*** Opening of RECORDS SUPPLIED ***

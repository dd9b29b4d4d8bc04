//! Interactive 2D rasterization and region editing engine
//!
//!    session = EditorSession( committed PixelBuffer, Algorithm, Picker )
//!  Pointer/keyboard flow
//!    pointer event
//!      session routes by OperateMode (or to the Picker when shown)
//!        Algorithm::update_image_data( clone of committed )
//!          raster::dda_line / raster::bresenham_line -> PixelBuffer::set_pixels
//!          fill::four_neighbor_fill / eight_neighbor_fill / scan_line_fill
//!          ImageState::render -> PixelBuffer::blit_stretched
//!      preview  -> display buffer only
//!      commit   -> committed buffer, driver reads it back
//!  The Picker draws its overlay on a clone of the committed buffer and
//!  never writes through to committed pixels.

pub mod color;
pub mod point;
pub mod rect;
pub mod buffer;
pub mod raster;
pub mod fill;
pub mod algorithm;
pub mod transform;
pub mod picker;
pub mod text;
pub mod session;
pub mod ppm;

pub use crate::color::*;
pub use crate::point::*;
pub use crate::rect::*;
pub use crate::buffer::*;
pub use crate::raster::*;
pub use crate::fill::*;
pub use crate::algorithm::*;
pub use crate::transform::*;
pub use crate::picker::*;
pub use crate::text::*;
pub use crate::session::*;
pub use crate::ppm::*;

use std::fmt;

/// Errors raised by single-pixel access and geometry queries.
///
/// Region operations (fills, blits, overlays) clip instead of failing;
/// only invariant violations surface here.
#[derive(Debug, Clone, Copy, PartialEq, Eq)]
pub enum Error {
    /// A pixel coordinate fell outside the buffer.
    OutOfBounds { x: i64, y: i64 },
    /// Two coincident points cannot define a line.
    CoincidentPoints,
}

impl fmt::Display for Error {
    fn fmt(&self, f: &mut fmt::Formatter) -> fmt::Result {
        match self {
            Error::OutOfBounds { x, y } => write!(f, "pixel ({}, {}) is out of bounds", x, y),
            Error::CoincidentPoints => write!(f, "two coincident points do not define a line"),
        }
    }
}

impl std::error::Error for Error {}

pub type Result<T> = std::result::Result<T, Error>;

// Fixed-point linear interpolation between two channel values,
// t0/t1 fold the rounding bias back in so 0 and 255 map exactly.
pub fn lerp_u8(p: u8, q: u8, a: u8) -> u8 {
    let base_shift = 8;
    let base_msb = 1 << (base_shift - 1);
    let v = if p > q { 1 } else { 0 };
    let (q, p, a) = (i32::from(q), i32::from(p), i32::from(a));
    let t0: i32 = (q - p) * a + base_msb - v;
    let t1: i32 = ((t0 >> base_shift) + t0) >> base_shift;
    (p + t1) as u8
}

pub fn multiply_u8(a: u8, b: u8) -> u8 {
    let base_shift = 8;
    let base_msb = 1 << (base_shift - 1);
    let (a, b) = (u32::from(a), u32::from(b));
    let t: u32 = a * b + base_msb;
    let tt: u32 = ((t >> base_shift) + t) >> base_shift;
    tt as u8
}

*** Close of RECORDS SUPPLIED ***

[TASK ITEM]
Your task is to retype the data exactly, with no line missing.

[SOLUTION]
repository dd9b29b4d4d8bc04
//! Interactive 2D rasterization and region editing engine
//!
//!    session = EditorSession( committed PixelBuffer, Algorithm, Picker )
//!  Pointer/keyboard flow
//!    pointer event
//!      session routes by OperateMode (or to the Picker when shown)
//!        Algorithm::update_image_data( clone of committed )
//!          raster::dda_line / raster::bresenham_line -> PixelBuffer::set_pixels
//!          fill::four_neighbor_fill / eight_neighbor_fill / scan_line_fill
//!          ImageState::render -> PixelBuffer::blit_stretched
//!      preview  -> display buffer only
//!      commit   -> committed buffer, driver reads it back
//!  The Picker draws its overlay on a clone of the committed buffer and
//!  never writes through to committed pixels.

pub mod color;
pub mod point;
pub mod rect;
pub mod buffer;
pub mod raster;
pub mod fill;
pub mod algorithm;
pub mod transform;
pub mod picker;
pub mod text;
pub mod session;
pub mod ppm;

pub use crate::color::*;
pub use crate::point::*;
pub use crate::rect::*;
pub use crate::buffer::*;
pub use crate::raster::*;
pub use crate::fill::*;
pub use crate::algorithm::*;
pub use crate::transform::*;
pub use crate::picker::*;
pub use crate::text::*;
pub use crate::session::*;
pub use crate::ppm::*;

use std::fmt;

/// Errors raised by single-pixel access and geometry queries.
///
/// Region operations (fills, blits, overlays) clip instead of failing;
/// only invariant violations surface here.
#[derive(Debug, Clone, Copy, PartialEq, Eq)]
pub enum Error {
    /// A pixel coordinate fell outside the buffer.
    OutOfBounds { x: i64, y: i64 },
    /// Two coincident points cannot define a line.
    CoincidentPoints,
}

impl fmt::Display for Error {
    fn fmt(&self, f: &mut fmt::Formatter) -> fmt::Result {
        match self {
            Error::OutOfBounds { x, y } => write!(f, "pixel ({}, {}) is out of bounds", x, y),
            Error::CoincidentPoints => write!(f, "two coincident points do not define a line"),
        }
    }
}

impl std::error::Error for Error {}

pub type Result<T> = std::result::Result<T, Error>;

// Fixed-point linear interpolation between two channel values,
// t0/t1 fold the rounding bias back in so 0 and 255 map exactly.
pub fn lerp_u8(p: u8, q: u8, a: u8) -> u8 {
    let base_shift = 8;
    let base_msb = 1 << (base_shift - 1);
    let v = if p > q { 1 } else { 0 };
    let (q, p, a) = (i32::from(q), i32::from(p), i32::from(a));
    let t0: i32 = (q - p) * a + base_msb - v;
    let t1: i32 = ((t0 >> base_shift) + t0) >> base_shift;
    (p + t1) as u8
}

pub fn multiply_u8(a: u8, b: u8) -> u8 {
    let base_shift = 8;
    let base_msb = 1 << (base_shift - 1);
    let (a, b) = (u32::from(a), u32::from(b));
    let t: u32 = a * b + base_msb;
    let tt: u32 = ((t >> base_shift) + t) >> base_shift;
    tt as u8
}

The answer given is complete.